All of lore.kernel.org
 help / color / mirror / Atom feed
From: Ming Lei <ming.lei@redhat.com>
To: Jens Axboe <axboe@kernel.dk>
Cc: Bart Van Assche <Bart.VanAssche@wdc.com>,
	"snitzer@redhat.com" <snitzer@redhat.com>,
	"dm-devel@redhat.com" <dm-devel@redhat.com>,
	"hch@infradead.org" <hch@infradead.org>,
	"linux-kernel@vger.kernel.org" <linux-kernel@vger.kernel.org>,
	"linux-block@vger.kernel.org" <linux-block@vger.kernel.org>,
	"osandov@fb.com" <osandov@fb.com>
Subject: Re: [RFC PATCH] blk-mq: fixup RESTART when queue becomes idle
Date: Fri, 19 Jan 2018 23:40:47 +0800	[thread overview]
Message-ID: <20180119154047.GB14827@ming.t460p> (raw)
In-Reply-To: <047f68ec-f51b-190f-2f89-f413325c2540@kernel.dk>

On Fri, Jan 19, 2018 at 08:24:06AM -0700, Jens Axboe wrote:
> On 1/19/18 12:26 AM, Ming Lei wrote:
> > On Thu, Jan 18, 2018 at 09:02:45PM -0700, Jens Axboe wrote:
> >> On 1/18/18 7:32 PM, Ming Lei wrote:
> >>> On Thu, Jan 18, 2018 at 01:11:01PM -0700, Jens Axboe wrote:
> >>>> On 1/18/18 11:47 AM, Bart Van Assche wrote:
> >>>>>> This is all very tiresome.
> >>>>>
> >>>>> Yes, this is tiresome. It is very annoying to me that others keep
> >>>>> introducing so many regressions in such important parts of the kernel.
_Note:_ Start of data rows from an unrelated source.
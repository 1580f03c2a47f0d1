use std::io::BufRead;
use std::path::Path;

use super::{ReadIndex, open_text};
use crate::phase::{HaplotypeRegistry, HaplotypeRegistryBuilder};
use crate::{Error, Result};

/// One line of a haplotag list: `read<TAB>haplotype<TAB>phase block[...]`.
#[derive(Debug, Clone, PartialEq, Eq)]
pub struct PhaseRecord {
    pub read_name: Vec<u8>,
    /// `None` when the read was not assigned to a haplotype.
    pub phase: Option<(String, String)>,
}

/// What happened to the records of one phasing input.
#[derive(Debug, Clone, Copy, Default, PartialEq, Eq)]
pub struct PhasingSummary {
    pub phased: usize,
    pub unphased: usize,
    pub unknown_reads: usize,
}

/// Parse phasing records from `reader`.
pub fn read_phasing<R: BufRead>(reader: R) -> Result<Vec<PhaseRecord>> {
    let mut records = Vec::new();
    for (line_no, line) in reader.lines().enumerate() {
        let line = line?;
        let line = line.trim_end();
        if line.trim().is_empty() || line.starts_with('#') {
            continue;
        }
        let mut fields = line.split('\t');
        let read_name = fields.next().unwrap_or_default();
        if read_name.is_empty() {
            return Err(Error::InvalidFormat(format!(
                "missing read name at line {}",
                line_no + 1
            )));
        }
        let hap_type = fields.next().unwrap_or_default().trim();
        let block = fields.next().unwrap_or_default().trim();

        let unphased = matches!(hap_type, "" | "." | "none" | "None" | "NONE");
        let phase = if unphased {
            None
        } else {
            if block.is_empty() {
                return Err(Error::InvalidFormat(format!(
                    "missing phase block at line {}",
                    line_no + 1
                )));
            }
            Some((block.to_string(), hap_type.to_string()))
        };
        records.push(PhaseRecord {
            read_name: read_name.as_bytes().to_vec(),
            phase,
        });
    }
    Ok(records)
}

/// Load one or more phasing files into a registry, resolving read names
/// through `reads`. Records for reads missing from `reads` are skipped.
pub fn load_phasing(paths: &[&Path], reads: &ReadIndex) -> Result<(HaplotypeRegistry, PhasingSummary)> {
    let mut builder = HaplotypeRegistryBuilder::new();
    let mut summary = PhasingSummary::default();

    for path in paths {
        let records = read_phasing(open_text(path)?)?;
        for record in records {
            let Some(read) = reads.get(&record.read_name) else {
                summary.unknown_reads += 1;
                continue;
            };
            match &record.phase {
                Some((block, hap_type)) => {
                    builder.add_phased(read, block, hap_type);
                    summary.phased += 1;
                }
                None => {
                    builder.add_unphased(read);
                    summary.unphased += 1;
                }
            }
        }
    }

    if summary.unknown_reads > 0 {
        tracing::warn!(
            unknown_reads = summary.unknown_reads,
            "phasing records refer to reads absent from the input"
        );
    }
    tracing::info!(
        files = paths.len(),
        phased = summary.phased,
        unphased = summary.unphased,
        "loaded phasing"
    );

    Ok((builder.build(), summary))
}

#[cfg(test)]
mod tests {
    use super::*;
    use std::io::{Cursor, Write};
    use tempfile::NamedTempFile;

    #[test]
    fn parses_haplotag_list() {
        let data = "#readname\thaplotype\tphaseset\tchromosome\n\
                    r1\tH1\t1200\tchr1\n\
                    r2\tnone\tnone\tchr1\n\
                    \n\
                    r3\tH2\t1200\n";
        let records = read_phasing(Cursor::new(data)).unwrap();
        assert_eq!(records.len(), 3);
        assert_eq!(records[0].read_name, b"r1");
        assert_eq!(
            records[0].phase,
            Some(("1200".to_string(), "H1".to_string()))
        );
        assert_eq!(records[1].phase, None);
        assert_eq!(
            records[2].phase,
            Some(("1200".to_string(), "H2".to_string()))
        );
    }

    #[test]
    fn missing_block_is_an_error() {
        let err = read_phasing(Cursor::new("r1\tH1\n")).unwrap_err();
        assert!(matches!(err, Error::InvalidFormat(msg) if msg.contains("line 1")));
    }

    #[test]
    fn load_builds_registry() {
        let mut tmp = NamedTempFile::new().unwrap();
        writeln!(tmp, "r1\tH1\tps1").unwrap();
        writeln!(tmp, "r2\tH2\tps1").unwrap();
        writeln!(tmp, "r3\tnone\tnone").unwrap();
        writeln!(tmp, "ghost\tH1\tps1").unwrap();

        let mut reads = ReadIndex::default();
        for name in [&b"r1"[..], b"r2", b"r3"] {
            reads.insert(name);
        }

        let (registry, summary) = load_phasing(&[tmp.path()], &reads).unwrap();
        assert_eq!(
            summary,
            PhasingSummary {
                phased: 2,
                unphased: 1,
                unknown_reads: 1
            }
        );
        assert_eq!(registry.haplotype_count(), 2);
        assert_eq!(registry.haplotype_of(0), registry.haplotype_id("ps1", "H1"));
        assert_eq!(registry.unphased_reads().to_vec(), vec![2]);
    }
}
use std::fs::File;
use std::io::BufWriter;
use std::io::Write;
use std::path::Path;

use anyhow::{Result, anyhow};
use ratatoskrs::io::{ReadSource, open_fastq_reader};
use ratatoskrs::quality::clamp_to_standard_range;

pub fn run(reads_path: &Path, out_path: &Path) -> Result<()> {
    let mut reader =
        open_fastq_reader(reads_path).map_err(|err| anyhow!("std-qual failed: {err}"))?;
    let mut out = BufWriter::new(File::create(out_path)?);

    let mut nb_reads = 0usize;
    let mut nb_clamped = 0usize;
    while let Some(record) = reader.next_record() {
        let mut record = record.map_err(|err| anyhow!("std-qual failed: {err}"))?;
        let before = record.qual.clone();
        clamp_to_standard_range(&mut record.qual);
        if record.qual != before {
            nb_clamped += 1;
        }
        record
            .write_to(&mut out)
            .map_err(|err| anyhow!("std-qual failed: {err}"))?;
        nb_reads += 1;
    }
    out.flush()?;
    tracing::info!(reads = nb_reads, clamped = nb_clamped, "std-qual done");
    Ok(())
}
> >>>>> It is also annoying to me that I get blamed if I report a regression
> >>>>> instead of seeing that the regression gets fixed.
> >>>>
> >>>> I agree, it sucks that any change there introduces the regression. I'm
> >>>> fine with doing the delay insert again until a new patch is proven to be
> >>>> better.
> >>>
> >>> That way is still buggy as I explained, since rerun queue before adding
> >>> request to hctx->dispatch_list isn't correct. Who can make sure the request
> >>> is visible when __blk_mq_run_hw_queue() is called?
> >>
> >> That race basically doesn't exist for a 10ms gap.
> >>
> >>> Not mention this way will cause performance regression again.
> >>
> >> How so? It's _exactly_ the same as what you are proposing, except mine
> >> will potentially run the queue when it need not do so. But given that
> >> these are random 10ms queue kicks because we are screwed, it should not
> >> matter. The key point is that it only should be if we have NO better
> >> options. If it's a frequently occurring event that we have to return
> >> BLK_STS_RESOURCE, then we need to get a way to register an event for
> >> when that condition clears. That event will then kick the necessary
> >> queue(s).
> > 
> > Please see queue_delayed_work_on(), hctx->run_work is shared by all
> > scheduling, once blk_mq_delay_run_hw_queue(100ms) returns, no new
> > scheduling can make progress during the 100ms.
> 
> That's a bug, plain and simple. If someone does "run this queue in
> 100ms" and someone else comes in and says "run this queue now", the
> correct outcome is running this queue now.
> 
> >>>> From the original topic of this email, we have conditions that can cause
> >>>> the driver to not be able to submit an IO. A set of those conditions can
> >>>> only happen if IO is in flight, and those cases we have covered just
> >>>> fine. Another set can potentially trigger without IO being in flight.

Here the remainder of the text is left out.